## WORK TASK
The required output is the exact run of lines below that opens at the line with "pub fn on_task_ready_to_start(&self, task: &Arc<Task>)" and closes at the line with "slot and permits".

## RECORD SET
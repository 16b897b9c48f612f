//! Task Admission Module
//!
//! Decides whether a task may start in one of the managed worker queues.
//!
//! # Features
//!
//! - Fixed-size queues with reservations that guarantee slots to tasks
//!   matching a predicate (`minStartForQueue`)
//! - At least one general-purpose thread always stays unreserved
//! - Concurrency caps per queue, task group and user, including soft
//!   per-user caps that cost double once exceeded
//! - All-or-nothing permit acquisition, released together on stop
//!
//! # Architecture
//!
//! ```text
//! on_task_ready_to_start
//!        │
//!        ▼
//! ┌──────────────────────────┐  refused  ┌──────────┐
//! │ QueueAdmissionController ├──────────▶│  Parked  │ (host retries)
//! └────────────┬─────────────┘           └──────────┘
//!              │ admitted                      ▲
//!              ▼                               │ refused (queue slot rolled back)
//! ┌──────────────────────────┐                 │
//! │ TaskPermits (quotas)     ├─────────────────┘
//! └────────────┬─────────────┘
//!              ▼
//!           Running ── on_task_stopped ──▶ Idle
//! ```

pub mod config;
pub mod permits;
pub mod queue;
pub mod task;

#[cfg(test)]
mod proptests;

use std::sync::Arc;

use crate::error::QuotaError;
use crate::rules::RuleSet;

pub use config::QueueConfig;
pub use permits::{TaskPermits, TaskQuota};
pub use queue::{Admission, QueueAdmissionController, QueueSnapshot, Reservation};
pub use task::{QueueKind, Task, TaskId, TaskPredicate};

/// Host-facing task lifecycle hooks over queue admission and task quotas
#[derive(Debug)]
pub struct TaskAdmission {
    queues: QueueAdmissionController,
    permits: TaskPermits,
}

impl TaskAdmission {
    pub fn new(queues: QueueAdmissionController) -> Self {
        Self {
            queues,
            permits: TaskPermits::new(),
        }
    }

    pub fn from_config(config: &QueueConfig) -> Self {
        Self::new(QueueAdmissionController::from_config(config))
    }

    /// Register the `minStartForQueue` reservations of `rules`.
    ///
    /// Meant to run once at startup. Rejected reservations are logged and
    /// returned; the others stay registered.
    pub fn register_reservations(&self, rules: &RuleSet) -> Vec<QuotaError> {
        let mut errors = Vec::new();
        for rule in rules.iter() {
            for spec in rule.reservations() {
                let predicate = TaskPredicate::for_scope(&rule.scope);
                if let Err(error) =
                    self.queues
                        .register_reservation(spec.queue, spec.capacity, predicate)
                {
                    tracing::error!(scope = %rule.scope, %error, "Reservation not registered");
                    errors.push(error);
                }
            }
        }
        errors
    }

    /// Rebuild task quotas from `rules`
    pub fn apply_rules(&self, rules: &RuleSet) {
        self.permits
            .rebuild(rules, |queue| self.queues.max_threads(queue).unwrap_or(0));
    }

    /// The host wants to start `task`; `false` parks it for a later retry
    pub fn on_task_ready_to_start(&self, task: &Arc<Task>) -> bool {
        if !self.queues.try_start(task) {
            return false;
        }

        if !self.permits.try_acquire(task) {
            self.queues.complete(task);
            return false;
        }

        tracing::debug!(task_id = task.id, queue = %task.queue, "Task admitted");
        true
    }

    /// `task` finished; frees its slot and permits
    pub fn on_task_stopped(&self, task: &Task) {
        self.release(task);
    }

    /// The host decided not to run `task` after all
    pub fn on_task_not_ready_to_start(&self, task: &Task) {
        self.release(task);
    }

    fn release(&self, task: &Task) {
        self.permits.release(task);
        self.queues.complete(task);
    }

    pub fn queues(&self) -> &QueueAdmissionController {
        &self.queues
    }

    pub fn permits(&self) -> &TaskPermits {
        &self.permits
    }
}
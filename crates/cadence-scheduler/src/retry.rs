//! Retry policies: decide whether a failed attempt retries and how long
//! to wait before the next one.
//!
//! A policy combines a retry budget, optional error-kind allow/deny
//! filters, and a backoff family. Delay computation is deterministic
//! unless jitter is enabled; jittered paths take the randomness source as
//! an argument so tests can seed it.

use std::fmt;
use std::sync::Arc;

use rand::Rng;

/// Fraction of the computed delay that jitter may add or remove.
const JITTER_RATIO: f64 = 0.2;

/// Delay computation family for a retry policy.
#[derive(Clone)]
pub enum Backoff {
    /// Never retry; the delay is never consulted.
    None,
    /// Constant delay between attempts.
    Fixed { delay: f64 },
    /// `base_delay * backoff_factor^(attempt - 1)`, optionally capped.
    Exponential {
        base_delay: f64,
        backoff_factor: f64,
        max_delay: Option<f64>,
        jitter: bool,
    },
    /// `initial_delay + increment * (attempt - 1)`, optionally capped.
    Linear {
        initial_delay: f64,
        increment: f64,
        max_delay: Option<f64>,
        jitter: bool,
    },
    /// Caller-supplied `attempt -> seconds` function, used verbatim
    /// (no capping or jitter unless the function applies its own).
    Custom(Arc<dyn Fn(u32) -> f64 + Send + Sync>),
}

impl fmt::Debug for Backoff {
    fn fmt(&self, f: &mut fmt::Formatter<'_>) -> fmt::Result {
        match self {
            Backoff::None => write!(f, "None"),
            Backoff::Fixed { delay } => f.debug_struct("Fixed").field("delay", delay).finish(),
            Backoff::Exponential {
                base_delay,
                backoff_factor,
                max_delay,
                jitter,
            } => f
                .debug_struct("Exponential")
                .field("base_delay", base_delay)
                .field("backoff_factor", backoff_factor)
                .field("max_delay", max_delay)
                .field("jitter", jitter)
                .finish(),
            Backoff::Linear {
                initial_delay,
                increment,
                max_delay,
                jitter,
            } => f
                .debug_struct("Linear")
                .field("initial_delay", initial_delay)
                .field("increment", increment)
                .field("max_delay", max_delay)
                .field("jitter", jitter)
                .finish(),
            Backoff::Custom(_) => write!(f, "Custom(..)"),
        }
    }
}

/// Retry policy for a job: budget, error-kind filters, backoff family.
#[derive(Debug, Clone)]
pub struct RetryPolicy {
    max_retries: u32,
    retry_on: Option<Vec<String>>,
    ignore_on: Option<Vec<String>>,
    backoff: Backoff,
}

impl RetryPolicy {
    /// Policy that never retries.
    pub fn none() -> Self {
        Self {
            max_retries: 0,
            retry_on: None,
            ignore_on: None,
            backoff: Backoff::None,
        }
    }

    /// Constant `delay_secs` between attempts.
    pub fn fixed(max_retries: u32, delay_secs: f64) -> Self {
        Self {
            max_retries,
            retry_on: None,
            ignore_on: None,
            backoff: Backoff::Fixed { delay: delay_secs },
        }
    }

    /// Exponential backoff: `base_delay * backoff_factor^(attempt - 1)`.
    pub fn exponential(max_retries: u32, base_delay: f64, backoff_factor: f64) -> Self {
        Self {
            max_retries,
            retry_on: None,
            ignore_on: None,
            backoff: Backoff::Exponential {
                base_delay,
                backoff_factor,
                max_delay: None,
                jitter: false,
            },
        }
    }

    /// Linear backoff: `initial_delay + increment * (attempt - 1)`.
    pub fn linear(max_retries: u32, initial_delay: f64, increment: f64) -> Self {
        Self {
            max_retries,
            retry_on: None,
            ignore_on: None,
            backoff: Backoff::Linear {
                initial_delay,
                increment,
                max_delay: None,
                jitter: false,
            },
        }
    }

    /// Delegate delay computation to `f`, called with the attempt number.
    pub fn custom(max_retries: u32, f: impl Fn(u32) -> f64 + Send + Sync + 'static) -> Self {
        Self {
            max_retries,
            retry_on: None,
            ignore_on: None,
            backoff: Backoff::Custom(Arc::new(f)),
        }
    }

    /// Cap computed delays at `secs`. Only exponential and linear backoff
    /// support a cap; other families are unchanged.
    pub fn with_max_delay(mut self, secs: f64) -> Self {
        match &mut self.backoff {
            Backoff::Exponential { max_delay, .. } | Backoff::Linear { max_delay, .. } => {
                *max_delay = Some(secs);
            }
            _ => {}
        }
        self
    }

    /// Randomize computed delays uniformly within ±20%. Only exponential
    /// and linear backoff support jitter.
    pub fn with_jitter(mut self) -> Self {
        match &mut self.backoff {
            Backoff::Exponential { jitter, .. } | Backoff::Linear { jitter, .. } => {
                *jitter = true;
            }
            _ => {}
        }
        self
    }

    /// Only the listed error kinds are retryable.
    pub fn retry_on<I, S>(mut self, kinds: I) -> Self
    where
        I: IntoIterator<Item = S>,
        S: Into<String>,
    {
        self.retry_on = Some(kinds.into_iter().map(Into::into).collect());
        self
    }

    /// The listed error kinds are never retried; checked before the
    /// `retry_on` allowlist.
    pub fn ignore_on<I, S>(mut self, kinds: I) -> Self
    where
        I: IntoIterator<Item = S>,
        S: Into<String>,
    {
        self.ignore_on = Some(kinds.into_iter().map(Into::into).collect());
        self
    }

    /// Retry budget.
    pub fn max_retries(&self) -> u32 {
        self.max_retries
    }

    /// Whether attempt `attempt` failing with `error_kind` should retry.
    pub fn should_retry(&self, error_kind: &str, attempt: u32) -> bool {
        if let Some(ignore) = &self.ignore_on {
            if ignore.iter().any(|k| k == error_kind) {
                return false;
            }
        }
        if let Some(retry) = &self.retry_on {
            if !retry.iter().any(|k| k == error_kind) {
                return false;
            }
        }
        attempt < self.max_retries
    }

    /// Delay in seconds to wait after attempt `attempt` fails.
    ///
    /// # Panics
    ///
    /// Attempt numbering starts at 1; calling with 0 is a programmer
    /// error and panics.
    pub fn get_delay(&self, attempt: u32) -> f64 {
        self.get_delay_with_rng(attempt, &mut rand::thread_rng())
    }

    /// Like [`get_delay`](Self::get_delay) with an injected randomness
    /// source, so jittered delays are reproducible in tests.
    pub fn get_delay_with_rng<R: Rng>(&self, attempt: u32, rng: &mut R) -> f64 {
        assert!(attempt >= 1, "retry attempt numbering starts at 1");
        match &self.backoff {
            Backoff::None => 0.0,
            Backoff::Fixed { delay } => *delay,
            Backoff::Exponential {
                base_delay,
                backoff_factor,
                max_delay,
                jitter,
            } => {
                let mut delay = base_delay * backoff_factor.powi(attempt as i32 - 1);
                if let Some(cap) = max_delay {
                    delay = delay.min(*cap);
                }
                if *jitter {
                    delay = apply_jitter(delay, rng);
                }
                delay
            }
            Backoff::Linear {
                initial_delay,
                increment,
                max_delay,
                jitter,
            } => {
                let mut delay = initial_delay + increment * f64::from(attempt - 1);
                if let Some(cap) = max_delay {
                    delay = delay.min(*cap);
                }
                if *jitter {
                    delay = apply_jitter(delay, rng);
                }
                delay
            }
            Backoff::Custom(f) => (f.as_ref())(attempt),
        }
    }
}

fn apply_jitter<R: Rng>(delay: f64, rng: &mut R) -> f64 {
    delay * rng.gen_range(1.0 - JITTER_RATIO..=1.0 + JITTER_RATIO)
}
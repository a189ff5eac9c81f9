//! Job execution under per-job concurrency ceilings.
//!
//! The executor runs job bodies uniformly: async bodies are awaited in
//! place, blocking bodies are moved onto the worker pool. When a job code
//! is supplied, the attempt counts against the job's in-flight ceiling;
//! a saturated job is rejected without running, which the scheduler
//! treats as a silent skip rather than a failure.

use std::sync::Arc;
use std::time::Duration;

use dashmap::DashMap;
use serde_json::Value;
use tokio::sync::Semaphore;
use tokio::task;
use tracing::debug;

use crate::context::JobContext;
use crate::error::JobError;
use crate::job::Work;

/// Result of asking the executor to run one attempt.
#[derive(Debug)]
pub enum ExecutionOutcome {
    /// The body ran to completion with this result.
    Completed(Value),
    /// The per-job concurrency ceiling was reached; nothing ran.
    Rejected,
}

/// Runs job bodies and tracks per-job in-flight counts.
pub struct Executor {
    running: DashMap<String, usize>,
    /// Bounds concurrently executing blocking bodies. Async bodies are
    /// not metered here.
    blocking_permits: Option<Arc<Semaphore>>,
}

impl Executor {
    /// `max_workers` bounds the blocking worker pool; `None` leaves it
    /// unbounded.
    pub fn new(max_workers: Option<usize>) -> Self {
        Self {
            running: DashMap::new(),
            blocking_permits: max_workers.map(|n| Arc::new(Semaphore::new(n))),
        }
    }

    /// Current in-flight count for a job code.
    pub fn running_count(&self, job_code: &str) -> usize {
        self.running
            .get(job_code)
            .map(|count| *count)
            .unwrap_or(0)
    }

    /// Execute one attempt.
    ///
    /// With `job_code` set, the attempt counts against `max_instances`:
    /// the count is incremented before the body runs and decremented when
    /// it finishes, whether it succeeded, failed, timed out, or panicked.
    /// Without `job_code` execution is unmetered. Errors from the body
    /// propagate to the caller; retry handling is the scheduler's job.
    pub async fn execute(
        &self,
        work: &Work,
        ctx: JobContext,
        job_code: Option<&str>,
        max_instances: usize,
        timeout_secs: Option<u64>,
    ) -> Result<ExecutionOutcome, JobError> {
        let _guard = match job_code {
            Some(code) => match self.checkout(code, max_instances) {
                Some(guard) => Some(guard),
                None => {
                    debug!(job_code = %code, max_instances, "concurrency ceiling reached, rejecting");
                    return Ok(ExecutionOutcome::Rejected);
                }
            },
            None => None,
        };

        let result = match timeout_secs {
            Some(secs) => {
                match tokio::time::timeout(Duration::from_secs(secs), self.invoke(work, ctx)).await
                {
                    Ok(result) => result,
                    Err(_) => Err(JobError::Timeout(secs)),
                }
            }
            None => self.invoke(work, ctx).await,
        };

        result.map(ExecutionOutcome::Completed)
    }

    async fn invoke(&self, work: &Work, ctx: JobContext) -> Result<Value, JobError> {
        match work {
            Work::Async(f) => f(ctx).await,
            Work::Sync(f) => {
                let permit = match &self.blocking_permits {
                    Some(semaphore) => Some(
                        Arc::clone(semaphore)
                            .acquire_owned()
                            .await
                            .map_err(|_| JobError::failure("worker pool closed"))?,
                    ),
                    None => None,
                };
                let f = Arc::clone(f);
                let handle = task::spawn_blocking(move || {
                    let _permit = permit;
                    f(ctx)
                });
                match handle.await {
                    Ok(result) => result,
                    Err(join_error) if join_error.is_panic() => {
                        Err(JobError::Panic(panic_message(join_error)))
                    }
                    Err(_) => Err(JobError::failure("job task was cancelled")),
                }
            }
        }
    }

    /// Reserve an execution slot for `code`, or `None` at the ceiling.
    fn checkout(&self, code: &str, max_instances: usize) -> Option<RunningGuard<'_>> {
        let mut entry = self.running.entry(code.to_string()).or_insert(0);
        if *entry >= max_instances {
            return None;
        }
        *entry += 1;
        drop(entry);
        Some(RunningGuard {
            running: &self.running,
            code: code.to_string(),
        })
    }
}

/// Decrements the in-flight count on drop, so the counter cannot leak on
/// any exit path.
struct RunningGuard<'a> {
    running: &'a DashMap<String, usize>,
    code: String,
}

impl Drop for RunningGuard<'_> {
    fn drop(&mut self) {
        if let Some(mut count) = self.running.get_mut(&self.code) {
            *count = count.saturating_sub(1);
        }
    }
}

fn panic_message(join_error: task::JoinError) -> String {
    match join_error.try_into_panic() {
        Ok(payload) => payload
            .downcast_ref::<&str>()
            .map(|s| (*s).to_string())
            .or_else(|| payload.downcast_ref::<String>().cloned())
            .unwrap_or_else(|| "unknown panic payload".to_string()),
        Err(e) => e.to_string(),
    }
}
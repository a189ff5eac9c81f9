//! Error types for the scheduler engine.

use thiserror::Error;

/// Errors surfaced at definition or registration time, or by engine
/// plumbing (lock backends, run stores).
#[derive(Debug, Error)]
pub enum SchedulerError {
    /// Invalid job definition.
    #[error("invalid job definition: {0}")]
    InvalidDefinition(String),

    /// Malformed cron expression.
    #[error("Invalid cron expression: {0}")]
    InvalidCronExpression(String),

    /// Unknown IANA timezone.
    #[error("invalid timezone: {0}")]
    InvalidTimezone(String),

    /// Job already registered under this code.
    #[error("job already exists: {0}")]
    JobExists(String),

    /// Job not found.
    #[error("job not found: {0}")]
    JobNotFound(String),

    /// Distributed lock backend error.
    #[error("lock backend error: {0}")]
    Lock(#[from] LockError),

    /// Run-history store error.
    #[error("run store error: {0}")]
    Store(#[from] StoreError),
}

/// Errors from a distributed lock backend.
///
/// A lock that is simply held by someone else is not an error; backends
/// report that through `acquire` returning `false`.
#[derive(Debug, Error)]
pub enum LockError {
    /// The backend could not be reached or rejected the operation.
    #[error("lock backend unavailable: {0}")]
    Backend(String),
}

/// Errors from a run-history store.
#[derive(Debug, Error)]
pub enum StoreError {
    /// The backing store failed.
    #[error("store backend error: {0}")]
    Backend(String),

    /// No run recorded under this id.
    #[error("run not found: {0}")]
    RunNotFound(String),
}

/// Errors raised by job execution.
///
/// These are recoverable: the scheduler routes them to the job's
/// `on_error` callback and consults the retry policy. The `kind` is what
/// retry allow/deny filters match against.
#[derive(Debug, Clone, Error)]
pub enum JobError {
    /// The attempt exceeded the definition's timeout.
    #[error("job timed out after {0}s")]
    Timeout(u64),

    /// A blocking job body panicked.
    #[error("job panicked: {0}")]
    Panic(String),

    /// The job body reported a failure.
    #[error("{message}")]
    Failed {
        /// Kind tag matched by retry filters.
        kind: String,
        /// Human-readable failure description.
        message: String,
    },
}

impl JobError {
    /// Failure with the default `"error"` kind.
    pub fn failure(message: impl Into<String>) -> Self {
        Self::Failed {
            kind: "error".to_string(),
            message: message.into(),
        }
    }

    /// Failure tagged with a kind that retry filters can match on.
    pub fn failure_kind(kind: impl Into<String>, message: impl Into<String>) -> Self {
        Self::Failed {
            kind: kind.into(),
            message: message.into(),
        }
    }

    /// Kind used by retry policy allow/deny filters.
    pub fn kind(&self) -> &str {
        match self {
            JobError::Timeout(_) => "timeout",
            JobError::Panic(_) => "panic",
            JobError::Failed { kind, .. } => kind,
        }
    }
}

#[cfg(test)]
mod tests {
    use super::*;

    #[test]
    fn test_failure_kind_tag() {
        assert_eq!(JobError::failure("boom").kind(), "error");
        assert_eq!(JobError::failure_kind("io", "disk gone").kind(), "io");
        assert_eq!(JobError::Timeout(30).kind(), "timeout");
        assert_eq!(JobError::Panic("oops".to_string()).kind(), "panic");
    }

    #[test]
    fn test_cron_error_message_prefix() {
        let err = SchedulerError::InvalidCronExpression("* * *".to_string());
        assert!(err.to_string().starts_with("Invalid cron expression"));
    }
}
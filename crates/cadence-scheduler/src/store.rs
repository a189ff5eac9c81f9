//! Run-history store contract.
//!
//! Persistence of run history lives behind the [`RunStore`] trait; the
//! engine only calls it and never defines a schema. [`MemoryRunStore`]
//! backs tests and memory-store deployments.

use async_trait::async_trait;
use chrono::{DateTime, Utc};
use serde::{Deserialize, Serialize};
use tokio::sync::RwLock;

use crate::context::TriggerType;
use crate::error::StoreError;

/// Why a scheduled occurrence was skipped without running.
#[derive(Debug, Clone, Copy, PartialEq, Eq, Serialize, Deserialize)]
#[serde(rename_all = "snake_case")]
pub enum SkipReason {
    /// Another scheduler instance holds the job's distributed lock.
    LockHeld,
    /// The job's `max_instances` ceiling was reached.
    Saturated,
    /// The fire time was missed beyond the misfire grace period.
    Misfired,
}

/// Status of one recorded run.
#[derive(Debug, Clone, Copy, PartialEq, Eq, Serialize, Deserialize)]
#[serde(rename_all = "snake_case", tag = "status", content = "skip_reason")]
pub enum RunStatus {
    Running,
    Succeeded,
    Failed,
    /// The occurrence never executed; the reason distinguishes lock
    /// contention from concurrency saturation and misfires.
    Skipped(SkipReason),
}

/// One recorded execution attempt.
#[derive(Debug, Clone, Serialize, Deserialize)]
pub struct JobRun {
    pub run_id: String,
    pub job_code: String,
    pub attempt: u32,
    pub trigger_type: TriggerType,
    #[serde(flatten)]
    pub status: RunStatus,
    pub scheduled_time: DateTime<Utc>,
    pub started_at: Option<DateTime<Utc>>,
    pub finished_at: Option<DateTime<Utc>>,
    pub error: Option<String>,
}

/// Save/load boundary for run history.
#[async_trait]
pub trait RunStore: Send + Sync {
    /// Insert a run row. Skipped occurrences are inserted already
    /// terminal.
    async fn record_start(&self, run: &JobRun) -> Result<(), StoreError>;

    /// Finalize a run row.
    async fn record_complete(
        &self,
        run_id: &str,
        status: RunStatus,
        error: Option<String>,
    ) -> Result<(), StoreError>;

    /// All recorded runs for a job code, oldest first.
    async fn runs_for(&self, job_code: &str) -> Result<Vec<JobRun>, StoreError>;

    /// Drop runs scheduled before `older_than`; returns how many were
    /// removed.
    async fn prune(&self, older_than: DateTime<Utc>) -> Result<u64, StoreError>;
}

/// In-memory run store.
#[derive(Debug, Default)]
pub struct MemoryRunStore {
    runs: RwLock<Vec<JobRun>>,
}

impl MemoryRunStore {
    pub fn new() -> Self {
        Self::default()
    }

    /// Total recorded runs across all jobs.
    pub async fn len(&self) -> usize {
        self.runs.read().await.len()
    }

    pub async fn is_empty(&self) -> bool {
        self.runs.read().await.is_empty()
    }
}

#[async_trait]
impl RunStore for MemoryRunStore {
    async fn record_start(&self, run: &JobRun) -> Result<(), StoreError> {
        self.runs.write().await.push(run.clone());
        Ok(())
    }

    async fn record_complete(
        &self,
        run_id: &str,
        status: RunStatus,
        error: Option<String>,
    ) -> Result<(), StoreError> {
        let mut runs = self.runs.write().await;
        let run = runs
            .iter_mut()
            .find(|run| run.run_id == run_id)
            .ok_or_else(|| StoreError::RunNotFound(run_id.to_string()))?;
        run.status = status;
        run.finished_at = Some(Utc::now());
        run.error = error;
        Ok(())
    }

    async fn runs_for(&self, job_code: &str) -> Result<Vec<JobRun>, StoreError> {
        Ok(self
            .runs
            .read()
            .await
            .iter()
            .filter(|run| run.job_code == job_code)
            .cloned()
            .collect())
    }

    async fn prune(&self, older_than: DateTime<Utc>) -> Result<u64, StoreError> {
        let mut runs = self.runs.write().await;
        let before = runs.len();
        runs.retain(|run| run.scheduled_time >= older_than);
        Ok((before - runs.len()) as u64)
    }
}
//! Scheduler configuration.

use serde::{Deserialize, Serialize};

/// Which run-history backend the deployment uses. The engine only sees
/// the [`RunStore`](crate::store::RunStore) trait; this tag exists so a
/// config file can select a backend at startup.
#[derive(Debug, Clone, Copy, Default, PartialEq, Eq, Serialize, Deserialize)]
#[serde(rename_all = "snake_case")]
pub enum StoreKind {
    #[default]
    Memory,
    Persistent,
}

/// Runtime knobs for one scheduler instance.
///
/// Every field has a default, so a config file can set only what it
/// cares about.
#[derive(Debug, Clone, Serialize, Deserialize)]
#[serde(default)]
pub struct SchedulerConfig {
    /// When false, `run` returns immediately without scheduling anything.
    pub enabled: bool,
    /// IANA timezone applied to cron triggers that carry no explicit
    /// timezone of their own.
    pub timezone: String,
    /// Run-history backend selector.
    pub store: StoreKind,
    /// Upper bound on concurrently executing blocking job bodies.
    pub max_workers: usize,
    /// Seconds a fire time may be late before it counts as misfired.
    pub misfire_grace_time: u64,
    /// Collapse a backlog of misfired occurrences into one run instead
    /// of skipping them.
    pub coalesce: bool,
    /// Gate scheduled runs on a distributed lock keyed by job code.
    pub distributed_lock: bool,
    /// Connection URL for the lock backend, when one is configured.
    pub lock_backend_url: Option<String>,
    /// Lock grant lifetime in seconds.
    pub lock_timeout: u64,
    /// Record run history to the store.
    pub enable_history: bool,
    /// Days of run history to keep before pruning.
    pub history_retention_days: u32,
}

impl Default for SchedulerConfig {
    fn default() -> Self {
        Self {
            enabled: true,
            timezone: "Asia/Shanghai".to_string(),
            store: StoreKind::Memory,
            max_workers: 10,
            misfire_grace_time: 30,
            coalesce: true,
            distributed_lock: false,
            lock_backend_url: None,
            lock_timeout: 60,
            enable_history: true,
            history_retention_days: 30,
        }
    }
}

## SOLUTION
    pub fn on_task_ready_to_start(&self, task: &Arc<Task>) -> bool {
        if !self.queues.try_start(task) {
            return false;
        }

        if !self.permits.try_acquire(task) {
            self.queues.complete(task);
            return false;
        }

        tracing::debug!(task_id = task.id, queue = %task.queue, "Task admitted");
        true
    }

    /// `task` finished; frees its slot and permits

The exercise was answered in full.